- **Records drawn from a dataset**
//! Default commands and timeouts per gate kind, and the baseline gate sets

use std::time::Duration;

use crate::plan::schema::{GateKind, QualityGateConfig, Task};

/// Command run by a gate that does not configure one
pub fn default_command(kind: GateKind) -> &'static str {
    match kind {
        GateKind::Lint => "npm run lint",
        GateKind::TypeCheck => "npm run typecheck",
        GateKind::Test => "npm test",
        GateKind::Build => "npm run build",
        GateKind::Integration => "npm run test:integration",
        GateKind::Deploy => "npm run deploy",
    }
}

/// Timeout for a gate that does not configure one
pub fn default_timeout(kind: GateKind) -> Duration {
    let secs = match kind {
        GateKind::Lint => 60,
        GateKind::TypeCheck => 120,
        GateKind::Test | GateKind::Build => 300,
        GateKind::Integration => 600,
        GateKind::Deploy => 900,
    };
    Duration::from_secs(secs)
}

/// Baseline gate set: lint, type-check, tests and build are required;
/// integration and deploy are optional
pub fn default_gates() -> Vec<QualityGateConfig> {
    GateKind::ALL
        .iter()
        .map(|&kind| {
            let required = !matches!(kind, GateKind::Integration | GateKind::Deploy);
            QualityGateConfig::new(kind.as_str(), kind.label(), kind)
                .with_required(required)
                .with_command(default_command(kind))
                .with_timeout(default_timeout(kind))
        })
        .collect()
}

/// One required gate per command task whose kind is a gate kind
pub fn gates_from_tasks(tasks: &[Task]) -> Vec<QualityGateConfig> {
    tasks
        .iter()
        .filter_map(|task| {
            let kind = task.gate_kind()?;
            Some(
                QualityGateConfig::new(format!("{}-gate", task.id), task.name.clone(), kind)
                    .for_task(task.id.clone()),
            )
        })
        .collect()
}
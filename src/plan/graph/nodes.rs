//! Graph node types for the execution graph

/// A task in the execution graph, addressed by its declaration index
#[derive(Debug, Clone, PartialEq, Eq)]
pub struct TaskNode {
    pub id: String,
    /// Position of the task in the plan
    pub index: usize,
    /// Indices of the tasks this task waits for, in `dependsOn` order
    pub dependencies: Vec<usize>,
    /// Indices of the tasks waiting for this one, in declaration order
    pub dependents: Vec<usize>,
}

impl TaskNode {
    pub fn is_root(&self) -> bool {
        self.dependencies.is_empty()
    }
}
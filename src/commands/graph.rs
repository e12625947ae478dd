//! Dependency graph display
//! Usage: weft graph <plan>

use anyhow::Result;
use colored::Colorize;
use std::path::Path;

use super::load_plan;
use crate::plan::graph::ExecutionGraph;

/// Print the plan's tasks grouped into layers. Tasks in the same layer
/// have no dependency on each other and may run in parallel.
pub fn execute(plan_path: &Path) -> Result<()> {
    let parsed = load_plan(plan_path)?;
    let tasks = &parsed.plan.tasks;
    let graph = ExecutionGraph::build(tasks)?;

    if graph.is_empty() {
        println!("{}", "Plan has no tasks".dimmed());
        return Ok(());
    }

    println!("{}", format!("Execution graph: {}", parsed.plan.metadata.name).bold());
    for (level, layer) in graph.layers().iter().enumerate() {
        println!("\n{}", format!("Layer {level}").cyan().bold());
        for &index in layer {
            let task = &tasks[index];
            let deps = graph.ids(graph.dependencies(index));
            let after = if deps.is_empty() {
                String::new()
            } else {
                format!(" ← {}", deps.join(", "))
            };
            println!(
                "  {} {}{}",
                task.id,
                format!("[{}]", task.kind_label()).dimmed(),
                after.dimmed()
            );
        }
    }

    let order = graph.ids(&graph.topological_order()).join(" → ");
    println!("\n{} {}", "Order:".bold(), order);
    Ok(())
}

- **TASK TO CARRY OUT**
Scanning the data above, count the lines in which the string "self" occurs and state only the count.

- **EXPECTED ANSWER**
2